Today, Andrew Wulf wondered aloud what a number of us old codgers have been thinking: is age starting to work against us? Andrew aced several phone interviews with a prospective employer and had enthusiastic references, yet when the employer met him in person they lost interest.
This happens, of course; no one gets an offer from every interview, and companies often change course midstream for inexplicable reasons. The interviewer may not have “clicked” with Andrew for some subjective reason. Andrew may have not known about that booger protruding from his left nostril. But still, he’s beginning to wonder if in this young man’s game his advanced age (i.e., “over 40”) isn’t starting to turn some people off. Maybe he should go to the Old Programmer’s Home and hold forth on how in his day, they didn’t have ones and zeroes, and had to use i’s and oh’s.
Personally I’ve never suspected significant ageism directed against me. I’m 50, but a very young-looking 50; I had dinner with my 27 year old daughter the other day and the waitress mistook me for her husband. It’s embarrassing. So I’m probably not the one to speak with great authority on the topic. But I have noticed that some companies favor younger developers for different reasons than you’d expect.
Younger developers who haven’t yet married or started a family, and are eager to prove themselves, are generally much more willing to work ridiculous amounts of unpaid overtime, sacrifice their personal lives and peace of mind, work for deferred (imaginary) wages, and generally prostitute themselves, than are more experienced workers.
Younger workers are more apt to value free soft drinks and worthless stock options, whereas older workers are more prone to say, “show me the money”.
Put less delicately, younger workers are more naive and easier to take advantage of.
In a business atmosphere that looks strictly at cost per hour as if it’s the only variable that matters, there is inevitably an emphasis on getting as much as possible out of workers while making as few commitments as possible and paying as little as possible. This rises to a fever pitch with IT workers, who command pay rates that make middle-aged pointy-haired bosses bristle with resentment.

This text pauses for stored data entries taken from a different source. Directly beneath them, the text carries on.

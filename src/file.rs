use crate::error::{Error, Result};
use std::cmp::Ordering;
use std::fs;
use std::path::{Path, PathBuf};

/// A transcript file discovered in the source directory.
#[derive(Debug, Clone, PartialEq, Eq)]
pub struct SourceFile {
    /// Path to the file
    pub path: PathBuf,

    /// File name as listed in the directory
    pub file_name: String,

    /// Ordering key extracted from the file name
    pub order: u64,

    /// Heading shown for this file in the output document
    pub title: String,
}

impl SourceFile {
    /// Builds a source file from a path, deriving its ordering key and title.
    ///
    /// # Errors
    ///
    /// Returns [`Error::MalformedFilename`] if the name has no digit run, or
    /// the digit run does not fit in a `u64`.
    pub fn from_path(path: impl Into<PathBuf>) -> Result<Self> {
        let path = path.into();
        let file_name = path
            .file_name()
            .map(|name| name.to_string_lossy().into_owned())
            .ok_or_else(|| Error::malformed_filename(path.display().to_string()))?;

        let order = ordering_key(&file_name)
            .ok_or_else(|| Error::malformed_filename(&file_name))?;
        let title = derive_title(&path, &file_name);

        Ok(Self {
            path,
            file_name,
            order,
            title,
        })
    }

    /// Reads the full content of the file as UTF-8 text.
    ///
    /// # Errors
    ///
    /// Returns [`Error::Decode`] if the file cannot be read, contains NUL
    /// bytes or is not valid UTF-8.
    pub fn read_text(&self) -> Result<String> {
        let bytes = fs::read(&self.path).map_err(|e| Error::decode(&self.path, e.to_string()))?;
        decode_utf8(&self.path, bytes)
    }
}

impl Ord for SourceFile {
    fn cmp(&self, other: &Self) -> Ordering {
        self.order
            .cmp(&other.order)
            .then_with(|| self.file_name.cmp(&other.file_name))
            .then_with(|| self.path.cmp(&other.path))
    }
}

impl PartialOrd for SourceFile {
    fn partial_cmp(&self, other: &Self) -> Option<Ordering> {
        Some(self.cmp(other))
    }
}

/// Extracts the ordering key: the first contiguous run of ASCII digits
/// anywhere in the name.
///
/// `audio_12@05-03-2024_10-15-00.txt` yields `12`. Returns `None` when there
/// is no digit run or it overflows `u64`.
#[must_use]
pub fn ordering_key(file_name: &str) -> Option<u64> {
    let start = file_name.find(|c: char| c.is_ascii_digit())?;
    let rest = &file_name[start..];
    let end = rest
        .find(|c: char| !c.is_ascii_digit())
        .unwrap_or(rest.len());

    rest[..end].parse().ok()
}

/// File name without its final extension.
fn derive_title(path: &Path, file_name: &str) -> String {
    path.file_stem()
        .map(|stem| stem.to_string_lossy().into_owned())
        .filter(|stem| !stem.is_empty())
        .unwrap_or_else(|| file_name.to_string())
}

/// Decodes raw bytes as UTF-8, rejecting content that looks binary.
pub(crate) fn decode_utf8(path: &Path, bytes: Vec<u8>) -> Result<String> {
    if let Some(pos) = memchr::memchr(0, &bytes) {
        return Err(Error::decode(
            path,
            format!("NUL byte at offset {pos}, file looks binary"),
        ));
    }

    String::from_utf8(bytes).map_err(|e| Error::decode(path, e.to_string()))
}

If you’ve passed beyond your 40th birthday in the IT world, the odds are great that who ever interviews you will be younger than you. That can be pretty intimidating for the interviewer, who will often not be an HR hack because of the need to evaluate your technical abilities; they will probably be your boss or at least your co-worker. The prospect of hiring a venerable father figure can give them pause, and in any case, no one wants to take the risk of being shown up by someone with superior chops (and quite possibly, better political skills). I can believe that older candidates get passed over, not because of a sense that they are in they are dated and washed up — just the opposite. They pose a real or perceived threat to someone’s status or ego.
So, Andrew, if a company genuinely blows you off because of your experience or age, they may be doing you a favor. If you come across as knowledgeable, humble, personable, articulate, confident and enthusiastic, you have a good CV and references, and handle yourself well in the interview, yet they still don’t want you — well, whatever the reason for that, you might not enjoy working for them anyway. Come to think of it, that thought applies regardless of age.
As for you young whipper-snappers out there, guys like me may not make your best foosball or drinking buddy, and we may listen to music from before dirt was invented, but we have a lot to teach you just the same. We’re to the point where everything we encounter looks at least vaguely familiar, and we’ve probably already experienced all the ways to screw it up. Listen to us; we may save you some time and effort!